Yes, connected TV is fragmented, and yes, measurement issues continue to be a serious challenge.
But according to a study spanning 35 campaigns from 20 of the world’s largest advertisers, conducted by Innovid and the Association of National Advertisers (ANA), CTV’s much-cited frequency problem is “highly exaggerated.”
Further, both its frequency and duplication rates can be managed, and its pricing can be favorably compared to linear TV when all of its benefits are factored in, says the report, "Decoding CTV Measurement."
The study used Innovid’s Insights solution to measure 1.75 billion impressions representing more than $35 million in media expenditures, generated between January and April 2021. The campaigns spanned a range of sizes and types, and a mix of programmatic and direct and inventory partners.
Not so surprisingly, it confirmed that advertisers have barely begun to tap CTV’s full potential reach. Across the study, the average campaign used about 47 million impressions across 10 publishers or inventory partners, and reached just 13% of the approximately 75 million unique, addressable U.S. CTV households in the U.S.
The report concludes that brands should put more media weight/impressions behind CTV campaigns, because close to 100 million impressions are required to be allocated to reach at least 40% of the available households.
Advertisers leery of CTV's costs may be somewhat surprised to learn that the study found an average campaign eCPM of $23 — falling between the average CPMs for U.S. primetime TV ads for broadcast ($36) and cable ($19).

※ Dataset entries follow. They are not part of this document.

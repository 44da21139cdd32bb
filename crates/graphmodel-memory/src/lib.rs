//! In-memory property graph for graphmodel.
//!
//! [`MemoryGraph`] implements the [`Pipeline`] contract against a graph held
//! in process memory. It is the reference store used by the integration
//! tests and is handy for examples and prototyping.
//!
//! # Semantics
//!
//! - Batches are atomic: statements run against a copy of the graph, which
//!   replaces the live graph only if every statement succeeded.
//! - Identities are assigned sequentially from 0 and never reused.
//! - Relationships are keyed by (start, end, type); creating an existing one
//!   replaces its properties.
//! - Node deletes are detach-deletes.
//! - Fetches return the breadth-first neighbourhood of the matched roots,
//!   following relationships in both directions up to the requested depth.
//!
//! # Example
//!
//! ```rust,ignore
//! use graphmodel_memory::MemoryGraph;
//!
//! let graph = MemoryGraph::new();
//! let mut session = factory.open(graph.clone());
//! session.save(&cx, &chicken).await?;
//! assert_eq!(graph.node_count(), 2);
//! ```

mod store;

use asupersync::{Cx, Outcome};
use graphmodel_core::error::PipelineErrorKind;
use graphmodel_core::{Batch, Error, NodeId, NodeRecord, Pipeline, Properties, Response};
use std::sync::{Arc, Mutex, MutexGuard, PoisonError};
use store::GraphState;

#[derive(Debug, Default)]
struct Shared {
    graph: GraphState,
    history: Vec<Batch>,
    fail_next: Option<String>,
}

/// A property graph held in memory.
///
/// Clones share the same graph, so a test can keep one handle for inspection
/// while a session owns another.
#[derive(Debug, Clone, Default)]
pub struct MemoryGraph {
    shared: Arc<Mutex<Shared>>,
}

impl MemoryGraph {
    /// Create an empty graph.
    pub fn new() -> Self {
        Self::default()
    }

    fn lock(&self) -> MutexGuard<'_, Shared> {
        self.shared.lock().unwrap_or_else(PoisonError::into_inner)
    }

    /// Make the next batch fail with a transport error before it is applied.
    pub fn fail_next(&self, message: impl Into<String>) {
        self.lock().fail_next = Some(message.into());
    }

    /// Every batch submitted so far, including failed ones.
    pub fn executed(&self) -> Vec<Batch> {
        self.lock().history.clone()
    }

    /// Number of batches submitted so far.
    pub fn batch_count(&self) -> usize {
        self.lock().history.len()
    }

    pub fn node_count(&self) -> usize {
        self.lock().graph.nodes.len()
    }

    pub fn relationship_count(&self) -> usize {
        self.lock().graph.edges.len()
    }

    /// Number of relationships of `rel_type`.
    pub fn relationship_count_of(&self, rel_type: &str) -> usize {
        self.lock()
            .graph
            .edges
            .keys()
            .filter(|(_, _, t)| t == rel_type)
            .count()
    }

    /// The stored node with identity `id`.
    pub fn node(&self, id: NodeId) -> Option<NodeRecord> {
        self.lock().graph.nodes.get(&id).map(|node| NodeRecord {
            id,
            label: node.label.clone(),
            properties: node.properties.clone(),
        })
    }

    /// Does a `(start)-[:rel_type]->(end)` relationship exist?
    pub fn has_relationship(&self, start: NodeId, end: NodeId, rel_type: &str) -> bool {
        self.lock()
            .graph
            .edges
            .contains_key(&(start, end, rel_type.to_string()))
    }

    /// Properties of the `(start)-[:rel_type]->(end)` relationship.
    pub fn relationship_properties(
        &self,
        start: NodeId,
        end: NodeId,
        rel_type: &str,
    ) -> Option<Properties> {
        self.lock()
            .graph
            .edges
            .get(&(start, end, rel_type.to_string()))
            .cloned()
    }

    /// Remove everything, keeping the history and the identity sequence.
    pub fn purge(&self) {
        let mut shared = self.lock();
        shared.graph.nodes.clear();
        shared.graph.edges.clear();
    }

    #[tracing::instrument(level = "debug", skip(self, batch), fields(statements = batch.len()))]
    fn execute_sync(&self, batch: &Batch) -> Result<Response, Error> {
        let mut shared = self.lock();
        shared.history.push(batch.clone());

        if let Some(message) = shared.fail_next.take() {
            tracing::debug!(message = %message, "Injected failure");
            return Err(Error::pipeline(PipelineErrorKind::Transport, message));
        }

        let mut working = shared.graph.clone();
        match working.apply(batch) {
            Ok(response) => {
                shared.graph = working;
                tracing::trace!(
                    created = response.created.len(),
                    fetched = response.nodes.len(),
                    deleted = response.deleted.len(),
                    "Batch applied"
                );
                Ok(response)
            }
            Err(e) => {
                tracing::debug!(error = %e, "Batch rejected, graph unchanged");
                Err(e)
            }
        }
    }
}

impl Pipeline for MemoryGraph {
    fn execute(
        &self,
        cx: &Cx,
        batch: &Batch,
    ) -> impl Future<Output = Outcome<Response, Error>> + Send {
        let result = match cx.cancel_reason() {
            Some(reason) => Outcome::Cancelled(reason),
            None => self
                .execute_sync(batch)
                .map_or_else(Outcome::Err, Outcome::Ok),
        };
        async move { result }
    }
}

That’s moderate, given that CTV can boost return on advertising spend (ROAS) by enabling first- and third-party audience targeting, granular reach, interactivity and frequency measurement at the household level, argues the report. (A previous Innovid study found nearly 40% of advertisers reporting improved ROAS after investing in CTV.)
“All things being equal, if marketers see higher costs for CTV advertising, it’s likely driven by the addition of targeting and other data layers,” the researchers conclude.
The report recommends maximizing CTV’s impact by leveraging programmatic technology to increase unique reach
efficiency and reduce costs.
On the duplication front, the study found an average duplication rate of 32% (55% of campaigns averaged overlap of 25% or less, 40% averaged 25% to 50%, and 5% had 51% or higher overlap). In other words, the average publisher’s unique reach percentage was 68%, indicating that most publisher reach was unique from other inventory sources and incremental to the campaign’s total reach.
The takeaways: CTV’s supply-chain fragmentation need not result in excessive duplication levels. It "should be managed, not avoided completely."
The advice: To achieve scale, marketers should use a combination of inventory types. They should leverage a central platform and evaluate different combinations of media partners and buying methods to identify patterns of duplication and diminishing returns, then monitor rates of duplication at the household level and optimize in-flight or for future campaigns.
As for frequency, the “myth” is that CTV has a problem because the market is relatively small, and supply is driven by excessive frequency.
But the study found a surprisingly low average frequency of 4.6 over the life of the campaigns.
Frequency remained low even as publisher count increased (chart at top of page).
Nor do more impressions necessarily lead to substantial jumps in frequency. Some campaigns with over 100 million impressions had a frequency of about 6, while the campaign with the highest average frequency delivered fewer than 50 million impressions.
On average, 85% of the campaigns had a light frequency, 14% a medium frequency, and just 1% a heavy frequency.
“While it may sound counterintuitive to the headlines about persistent issues with frequency management, this insight provides a compass to mitigating frequency that likely occurs as a response to natural viewing behaviors in specific environments,” say the researchers.
Given that 85% of households were exposed just one or two times, it seems that frequency issues are less about broad saturation than about the likelihood that viewers will be exposed multiple times to an ad when they’re consuming content sold by multiple inventory partners. While it’s common practice for marketers to use weekly frequency caps with individual publishers, viewers with multiple ad-supported video-on-demand services may see content from more than one inventory partner.
And given that capping frequency by publisher in isolation has proven insufficient to manage exposure levels, brands “must manage frequency from a consistent point of origin,” concludes the report. “The reality is that CTV’s frequency issue stems from the fact that the same supply is being sold by different providers. The industry needs a transparent supply chain that supports media planning, buying and measurement use cases.”
Evaluating campaign data through the lens of frequency distribution, duplication rates between sets of publishers, and each publisher’s average frequency by week allows brands to see exactly how impressions are performing and ensure that a campaign’s message isn’t reaching the point of diminishing returns, says the report.